──────── DATA EXCERPTS ────────

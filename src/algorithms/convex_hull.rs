use ordered_float::OrderedFloat;
use tracing::{debug, trace};

use crate::data::{Polygon, Segment, Triangle, Vector};
use crate::tolerance::{EPSILON, WEAK_EPSILON};
use crate::Error;

pub mod gift_wrapping;
pub mod graham_scan;

/// Hull construction algorithm used by [`ConvexHull::compute`].
#[derive(Debug, Clone, Copy, PartialEq, Eq, Default)]
pub enum MethodType {
  #[default]
  WrappingMethod,
  GrahamScan,
}

/// Point set together with its most recently computed convex hull.
///
/// ```rust
/// # use rgeom2d::algorithms::{ConvexHull, MethodType};
/// # use rgeom2d::data::Vector;
/// let mut hull = ConvexHull::new(vec![
///   Vector::new(0.0, 0.0),
///   Vector::new(4.0, 0.0),
///   Vector::new(4.0, 4.0),
///   Vector::new(0.0, 4.0),
///   Vector::new(2.0, 2.0),
/// ]);
/// hull.compute(MethodType::GrahamScan);
/// assert_eq!(hull.vertices().len(), 4);
/// assert_eq!(hull.edges().len(), 4);
/// ```
#[derive(Debug, Clone, Default)]
pub struct ConvexHull {
  input_points: Vec<Vector>,
  vertices: Vec<Vector>,
  edges: Vec<Segment>,
}

impl ConvexHull {
  pub fn new(points: Vec<Vector>) -> ConvexHull {
    ConvexHull {
      input_points: points,
      ..ConvexHull::default()
    }
  }

  pub fn add_point(&mut self, point: Vector) {
    self.input_points.push(point);
  }

  pub fn add_points<I: IntoIterator<Item = Vector>>(&mut self, points: I) {
    self.input_points.extend(points);
  }

  /// Forget the input points and the computed hull.
  pub fn clear(&mut self) {
    self.input_points.clear();
    self.clear_results();
  }

  pub fn clear_results(&mut self) {
    self.vertices.clear();
    self.edges.clear();
  }

  pub fn input_points(&self) -> &[Vector] {
    &self.input_points
  }

  /// Hull vertices in counter-clockwise order, starting at the input point with
  /// the smallest x (then smallest y) coordinate. Empty until
  /// [`ConvexHull::compute`] has succeeded.
  pub fn vertices(&self) -> &[Vector] {
    &self.vertices
  }

  /// Hull edges between consecutive vertices, including the closing edge.
  pub fn edges(&self) -> &[Segment] {
    &self.edges
  }

  /// Recompute the hull of the current input points. If fewer than three
  /// distinct points are available the results are left empty.
  pub fn compute(&mut self, method: MethodType) {
    self.clear_results();
    let result = match method {
      MethodType::WrappingMethod => gift_wrapping::convex_hull(&self.input_points),
      MethodType::GrahamScan => graham_scan::convex_hull(&self.input_points),
    };
    match result {
      Ok(vertices) => {
        trace!(
          ?method,
          input = self.input_points.len(),
          hull = vertices.len(),
          "computed convex hull"
        );
        self.edges = Polygon::new(vertices.clone()).iter_boundary_edges().collect();
        self.vertices = vertices;
      }
      Err(err) => debug!(?method, input = self.input_points.len(), %err, "no convex hull"),
    }
  }

  /// The hull as a polygon. Without a computed hull this is the default polygon.
  pub fn to_polygon(&self) -> Polygon {
    let polygon = Polygon::new(self.vertices.clone());
    if !self.vertices.is_empty() {
      claims::debug_assert_ok!(polygon.validate());
    }
    polygon
  }
}

/// Whether `lhs` comes before `rhs` when sweeping counter-clockwise around
/// `base`.
///
/// Nearly collinear points on the same side of `base` are ordered by distance,
/// nearer first. Nearly collinear points on opposite sides are ordered by the
/// angle of their direction from `base`, which lies in (-180, 180].
pub fn angle_sort_predicate(base: &Vector, lhs: &Vector, rhs: &Vector) -> bool {
  let area = Triangle::double_signed_area(base, lhs, rhs);
  if area.abs() >= EPSILON {
    return area > 0.0;
  }
  let (to_lhs, to_rhs) = (*lhs - *base, *rhs - *base);
  if to_lhs.inner_product(&to_rhs) > 0.0 {
    to_lhs.r2() < to_rhs.r2()
  } else {
    to_lhs.th().degrees() < to_rhs.th().degrees()
  }
}

/// Whether the walk `p0 -> p1 -> p2` turns clockwise. A nearly straight walk
/// counts as clockwise when `p1` is farther from `p0` than `p2`.
pub fn is_clockwise(p0: &Vector, p1: &Vector, p2: &Vector) -> bool {
  let area = Triangle::double_signed_area(p0, p1, p2);
  area < 0.0 || (area < EPSILON && p0.dist2(p1) > p0.dist2(p2))
}

// Copy of `points` without weakly equal duplicates, sorted by x then y.
// O(n log n) unless many points share nearly the same x coordinate.
pub(crate) fn distinct_points(points: &[Vector]) -> Vec<Vector> {
  let mut sorted = points.to_vec();
  sorted.sort_unstable_by_key(|p| (OrderedFloat(p.x()), OrderedFloat(p.y())));
  let mut distinct: Vec<Vector> = Vec::with_capacity(sorted.len());
  for pt in sorted {
    let duplicate = distinct
      .iter()
      .rev()
      .take_while(|q| pt.x() - q.x() < WEAK_EPSILON)
      .any(|q| q.equals_weakly(&pt));
    if !duplicate {
      distinct.push(pt);
    }
  }
  distinct
}

// Index of the point with the smallest x coordinate, ties broken by smallest y.
// O(n)
pub(crate) fn lowest_point_index(pts: &[Vector]) -> Result<usize, Error> {
  pts
    .iter()
    .enumerate()
    .min_by_key(|(_, p)| (OrderedFloat(p.x()), OrderedFloat(p.y())))
    .map(|(index, _)| index)
    .ok_or(Error::InsufficientVertices)
}

#[cfg(test)]
pub(crate) mod tests {
  use super::*;

  use claims::{assert_err, assert_ok};

  pub fn diamond() -> Vec<Vector> {
    [
      (-9.0, 0.0),
      (-7.0, -7.0),
      (0.0, -9.0),
      (7.0, -7.0),
      (9.0, 0.0),
      (7.0, 7.0),
      (0.0, 9.0),
      (-7.0, 7.0),
    ]
    .iter()
    .map(|&(x, y)| Vector::new(x, y))
    .collect()
  }

  pub fn diamond_with_interior() -> Vec<Vector> {
    let mut pts = vec![
      Vector::new(0.0, 0.0),
      Vector::new(3.0, -2.0),
      Vector::new(-4.0, 5.0),
      Vector::new(6.0, 6.0),
      Vector::new(-6.0, -5.0),
    ];
    // Shuffle the hull points in between the interior ones.
    let mut hull = diamond();
    hull.rotate_left(3);
    pts.extend(hull);
    pts
  }

  #[test]
  fn angle_predicate() {
    let lhs = Vector::new(20.0, 10.0);
    let rhs = Vector::new(-10.0, 20.0);
    assert!(angle_sort_predicate(&Vector::new(0.0, 0.0), &lhs, &rhs));
    assert!(!angle_sort_predicate(&Vector::new(20.0, 20.0), &lhs, &rhs));
    // Same direction: nearer first.
    let base = Vector::new(0.0, 0.0);
    assert!(angle_sort_predicate(&base, &Vector::new(1.0, 1.0), &Vector::new(2.0, 2.0)));
    assert!(!angle_sort_predicate(&base, &Vector::new(2.0, 2.0), &Vector::new(1.0, 1.0)));
    // Opposite directions: the one pointing down sweeps first, however far.
    let below = Vector::new(1e-8, -10.0);
    let above = Vector::new(0.0, 1.0);
    assert!(angle_sort_predicate(&base, &below, &above));
    assert!(!angle_sort_predicate(&base, &above, &below));
  }

  #[test]
  fn clockwise_turns() {
    let a = Vector::new(0.0, 0.0);
    let b = Vector::new(20.0, 10.0);
    let c = Vector::new(-10.0, 20.0);
    assert!(!is_clockwise(&a, &b, &c));
    assert!(is_clockwise(&b, &c, &Vector::new(20.0, 20.0)));
    assert!(is_clockwise(&a, &Vector::new(2.0, 0.0), &Vector::new(1.0, 0.0)));
    assert!(!is_clockwise(&a, &Vector::new(1.0, 0.0), &Vector::new(2.0, 0.0)));
  }

  #[test]
  fn distinct_drops_weak_duplicates() {
    let pts = vec![
      Vector::new(1.0, 1.0),
      Vector::new(0.0, 0.0),
      Vector::new(1.0 + 1e-6, 1.0),
      Vector::new(0.5, 7.0),
      Vector::new(1.0, 1.0 - 1e-6),
    ];
    assert_eq!(
      distinct_points(&pts),
      vec![Vector::new(0.0, 0.0), Vector::new(0.5, 7.0), Vector::new(1.0, 1.0)]
    );
  }

  #[test]
  fn lowest_point() {
    let pts = vec![
      Vector::new(0.0, 3.0),
      Vector::new(0.0, -1.0),
      Vector::new(2.0, -5.0),
    ];
    assert_eq!(lowest_point_index(&pts), Ok(1));
    assert_err!(lowest_point_index(&[]));
  }

  #[test]
  fn compute_with_both_methods() {
    for method in [MethodType::WrappingMethod, MethodType::GrahamScan] {
      let mut hull = ConvexHull::new(diamond_with_interior());
      hull.compute(method);
      assert_eq!(hull.vertices(), diamond().as_slice());
      assert_eq!(hull.edges().len(), 8);
      assert_eq!(hull.edges()[7], Segment::new(Vector::new(-7.0, 7.0), Vector::new(-9.0, 0.0)));
      assert_ok!(hull.to_polygon().validate());
      assert!(hull.to_polygon().is_counter_clockwise());
    }
  }

  #[test]
  fn compute_failure_clears_results() {
    let mut hull = ConvexHull::new(diamond());
    hull.compute(MethodType::default());
    assert_eq!(hull.vertices().len(), 8);

    hull.clear();
    hull.add_point(Vector::new(1.0, 1.0));
    hull.add_points([Vector::new(1.0, 1.0), Vector::new(2.0, 2.0)]);
    hull.compute(MethodType::GrahamScan);
    assert!(hull.vertices().is_empty());
    assert!(hull.edges().is_empty());
    assert_eq!(hull.input_points().len(), 3);
    assert_eq!(hull.to_polygon(), Polygon::default());
  }

  #[test]
  fn clear_results_keeps_input() {
    let mut hull = ConvexHull::new(diamond());
    hull.compute(MethodType::WrappingMethod);
    hull.clear_results();
    assert!(hull.vertices().is_empty());
    assert_eq!(hull.input_points().len(), 8);
  }
}
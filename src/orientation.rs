use crate::data::{Triangle, Vector};
use crate::tolerance::EPSILON;

#[derive(PartialEq, Eq, PartialOrd, Ord, Debug, Copy, Clone)]
pub enum Orientation {
  CounterClockWise,
  ClockWise,
  CoLinear,
}
use Orientation::*;

impl Orientation {
  /// Determine the direction you have to turn if you walk from `p1`
  /// to `p2` to `p3`.
  ///
  /// Turns whose doubled signed area is smaller than [`EPSILON`] in magnitude
  /// are reported as [`Orientation::CoLinear`].
  ///
  /// # Examples
  ///
  /// ```rust
  /// # use rgeom2d::data::Vector;
  /// # use rgeom2d::Orientation;
  /// let p1 = Vector::new(0.0, 0.0);
  /// let p2 = Vector::new(0.0, 1.0); // One unit above p1.
  /// // (0,0) -> (0,1) -> (0,2) == Orientation::CoLinear
  /// assert!(Orientation::new(&p1, &p2, &Vector::new(0.0, 2.0)).is_colinear());
  /// // (0,0) -> (0,1) -> (-1,2) == Orientation::CounterClockWise
  /// assert!(Orientation::new(&p1, &p2, &Vector::new(-1.0, 2.0)).is_ccw());
  /// // (0,0) -> (0,1) -> (1,2) == Orientation::ClockWise
  /// assert!(Orientation::new(&p1, &p2, &Vector::new(1.0, 2.0)).is_cw());
  /// ```
  pub fn new(p1: &Vector, p2: &Vector, p3: &Vector) -> Orientation {
    Orientation::from_area(Triangle::double_signed_area(p1, p2, p3))
  }

  /// Classify a doubled signed area.
  pub fn from_area(area: f64) -> Orientation {
    if area.abs() < EPSILON {
      CoLinear
    } else if area > 0.0 {
      CounterClockWise
    } else {
      ClockWise
    }
  }

  pub fn is_colinear(self) -> bool {
    matches!(self, Orientation::CoLinear)
  }

  pub fn is_ccw(self) -> bool {
    matches!(self, Orientation::CounterClockWise)
  }

  pub fn is_cw(self) -> bool {
    matches!(self, Orientation::ClockWise)
  }

  #[must_use]
  pub fn reverse(self) -> Orientation {
    match self {
      Orientation::CounterClockWise => Orientation::ClockWise,
      Orientation::ClockWise => Orientation::CounterClockWise,
      Orientation::CoLinear => Orientation::CoLinear,
    }
  }
}
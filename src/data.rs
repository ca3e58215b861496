mod angle;
mod circle;
mod line;
pub mod polygon;
mod ray;
mod rect;
mod sector;
mod segment;
mod size;
mod triangle;
mod vector;

pub use angle::*;
pub use circle::*;
pub use line::*;
pub use ray::*;
pub use rect::*;
pub use sector::*;
pub use segment::*;
pub use size::*;
pub use triangle::*;

#[doc(inline)]
pub use crate::data::polygon::{EdgeIter, HalfPlane, Polygon};
pub use vector::Vector;

#[derive(Debug, Clone, Copy, PartialEq, Eq, PartialOrd, Ord)]
pub enum PointLocation {
  Inside,
  OnBoundary,
  Outside,
}

/// A bounded area of the plane.
///
/// ```rust
/// # use rgeom2d::data::{Circle, Rect, Region, Vector};
/// let regions: Vec<Box<dyn Region>> = vec![
///   Box::new(Circle::new(Vector::new(0.0, 0.0), 1.0)),
///   Box::new(Rect::new(0.0, 0.0, 2.0, 2.0)),
/// ];
/// let hits = regions.iter().filter(|r| r.contains(&Vector::new(0.5, 0.5))).count();
/// assert_eq!(hits, 2);
/// ```
pub trait Region {
  fn area(&self) -> f64;
  fn contains(&self, point: &Vector) -> bool;
}

macro_rules! impl_region {
  ( $ty:ty ) => {
    impl Region for $ty {
      fn area(&self) -> f64 {
        <$ty>::area(self)
      }
      fn contains(&self, point: &Vector) -> bool {
        <$ty>::contains(self, point)
      }
    }
  };
}

impl_region!(Circle);
impl_region!(Rect);
impl_region!(Sector);
impl_region!(Triangle);

/// Points on the outline count as contained.
impl Region for Polygon {
  fn area(&self) -> f64 {
    Polygon::area(self)
  }
  fn contains(&self, point: &Vector) -> bool {
    Polygon::contains(self, point, true)
  }
}
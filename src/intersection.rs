use arrayvec::ArrayVec;

use crate::data::Vector;

/// Up to two intersection points, in the order they were found.
pub type Solutions = ArrayVec<Vector, 2>;

/// Intersection between two shapes.
///
/// Implemented once per pair of shape types, so the shape of the answer is known
/// statically: a single optional point for linear primitives, a [`Solutions`]
/// list for curved or closed shapes.
///
/// ```rust
/// # use rgeom2d::data::{Circle, Line, Vector};
/// # use rgeom2d::Intersects;
/// let circle = Circle::new(Vector::new(0.0, 0.0), 2.0);
/// let line = Line::from_points(Vector::new(-5.0, 0.0), Vector::new(5.0, 0.0)).unwrap();
/// assert_eq!(circle.intersect(&line).len(), 2);
/// ```
pub trait Intersects<T = Self> {
  type Output;
  fn intersect(self, other: T) -> Self::Output;
}

// Collapse two weakly equal points into one.
pub(crate) fn dedup_weakly(sols: &mut Solutions) {
  if sols.len() == 2 && sols[0].equals_weakly(&sols[1]) {
    sols.pop();
  }
}

// Keep the solutions accepted by `keep`, preserving their order.
pub(crate) fn filter_solutions<F>(sols: Solutions, keep: F) -> Solutions
where
  F: Fn(&Vector) -> bool,
{
  sols.into_iter().filter(|p| keep(p)).collect()
}
use array_init::array_init;
use std::ops::{Neg, Sub, SubAssign};

use super::Vector;

impl SubAssign for Vector {
  fn sub_assign(&mut self, other: Vector) {
    self.0 = array_init(|i| self.0[i] - other.0[i]);
  }
}

impl<'a> SubAssign<&'a Vector> for Vector {
  fn sub_assign(&mut self, other: &'a Vector) {
    *self -= *other;
  }
}

impl Sub for Vector {
  type Output = Vector;

  fn sub(mut self, other: Vector) -> Self::Output {
    self -= other;
    self
  }
}

impl<'a, 'b> Sub<&'a Vector> for &'b Vector {
  type Output = Vector;

  fn sub(self, other: &'a Vector) -> Self::Output {
    *self - *other
  }
}

impl Neg for Vector {
  type Output = Vector;

  fn neg(self) -> Vector {
    self.reversed()
  }
}
use crate::tolerance::EPSILON;

/// Extent of an axis-aligned box: `length` along x, `width` along y.
/// Both are stored as absolute values.
#[derive(Debug, Clone, Copy, Default)]
pub struct Size {
  length: f64,
  width: f64,
}

impl Size {
  pub fn new(length: f64, width: f64) -> Size {
    Size {
      length: length.abs(),
      width: width.abs(),
    }
  }

  pub fn length(&self) -> f64 {
    self.length
  }

  pub fn width(&self) -> f64 {
    self.width
  }

  pub fn set_length(&mut self, length: f64) {
    self.length = length.abs();
  }

  pub fn set_width(&mut self, width: f64) {
    self.width = width.abs();
  }

  pub fn diagonal(&self) -> f64 {
    self.length.hypot(self.width)
  }

  /// Both sides are strictly positive.
  pub fn is_valid(&self) -> bool {
    self.length > 0.0 && self.width > 0.0
  }
}

impl PartialEq for Size {
  fn eq(&self, other: &Size) -> bool {
    (self.length - other.length).abs() < EPSILON && (self.width - other.width).abs() < EPSILON
  }
}
use array_init::array_init;
use std::ops::{Div, DivAssign};

use super::Vector;
use crate::tolerance::EPSILON;

// Division by a near-zero scalar leaves the vector unchanged.
impl DivAssign<f64> for Vector {
  fn div_assign(&mut self, divisor: f64) {
    if divisor.abs() < EPSILON {
      return;
    }
    self.0 = array_init(|i| self.0[i] / divisor);
  }
}

impl Div<f64> for Vector {
  type Output = Vector;

  fn div(mut self, divisor: f64) -> Self::Output {
    self /= divisor;
    self
  }
}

────────

EXERCISE OBJECTIVE
Repeat exactly the lines that run from the opening of the listing through the line holding "fewer than three". Leave out everything else.

PROBLEM SOLUTION
filename src/algorithms/convex_hull.rs
use ordered_float::OrderedFloat;
use tracing::{debug, trace};

use crate::data::{Polygon, Segment, Triangle, Vector};
use crate::tolerance::{EPSILON, WEAK_EPSILON};
use crate::Error;

pub mod gift_wrapping;
pub mod graham_scan;

/// Hull construction algorithm used by [`ConvexHull::compute`].
#[derive(Debug, Clone, Copy, PartialEq, Eq, Default)]
pub enum MethodType {
  #[default]
  WrappingMethod,
  GrahamScan,
}

/// Point set together with its most recently computed convex hull.
///
/// ```rust
/// # use rgeom2d::algorithms::{ConvexHull, MethodType};
/// # use rgeom2d::data::Vector;
/// let mut hull = ConvexHull::new(vec![
///   Vector::new(0.0, 0.0),
///   Vector::new(4.0, 0.0),
///   Vector::new(4.0, 4.0),
///   Vector::new(0.0, 4.0),
///   Vector::new(2.0, 2.0),
/// ]);
/// hull.compute(MethodType::GrahamScan);
/// assert_eq!(hull.vertices().len(), 4);
/// assert_eq!(hull.edges().len(), 4);
/// ```
#[derive(Debug, Clone, Default)]
pub struct ConvexHull {
  input_points: Vec<Vector>,
  vertices: Vec<Vector>,
  edges: Vec<Segment>,
}

impl ConvexHull {
  pub fn new(points: Vec<Vector>) -> ConvexHull {
    ConvexHull {
      input_points: points,
      ..ConvexHull::default()
    }
  }

  pub fn add_point(&mut self, point: Vector) {
    self.input_points.push(point);
  }

  pub fn add_points<I: IntoIterator<Item = Vector>>(&mut self, points: I) {
    self.input_points.extend(points);
  }

  /// Forget the input points and the computed hull.
  pub fn clear(&mut self) {
    self.input_points.clear();
    self.clear_results();
  }

  pub fn clear_results(&mut self) {
    self.vertices.clear();
    self.edges.clear();
  }

  pub fn input_points(&self) -> &[Vector] {
    &self.input_points
  }

  /// Hull vertices in counter-clockwise order, starting at the input point with
  /// the smallest x (then smallest y) coordinate. Empty until
  /// [`ConvexHull::compute`] has succeeded.
  pub fn vertices(&self) -> &[Vector] {
    &self.vertices
  }

  /// Hull edges between consecutive vertices, including the closing edge.
  pub fn edges(&self) -> &[Segment] {
    &self.edges
  }

  /// Recompute the hull of the current input points. If fewer than three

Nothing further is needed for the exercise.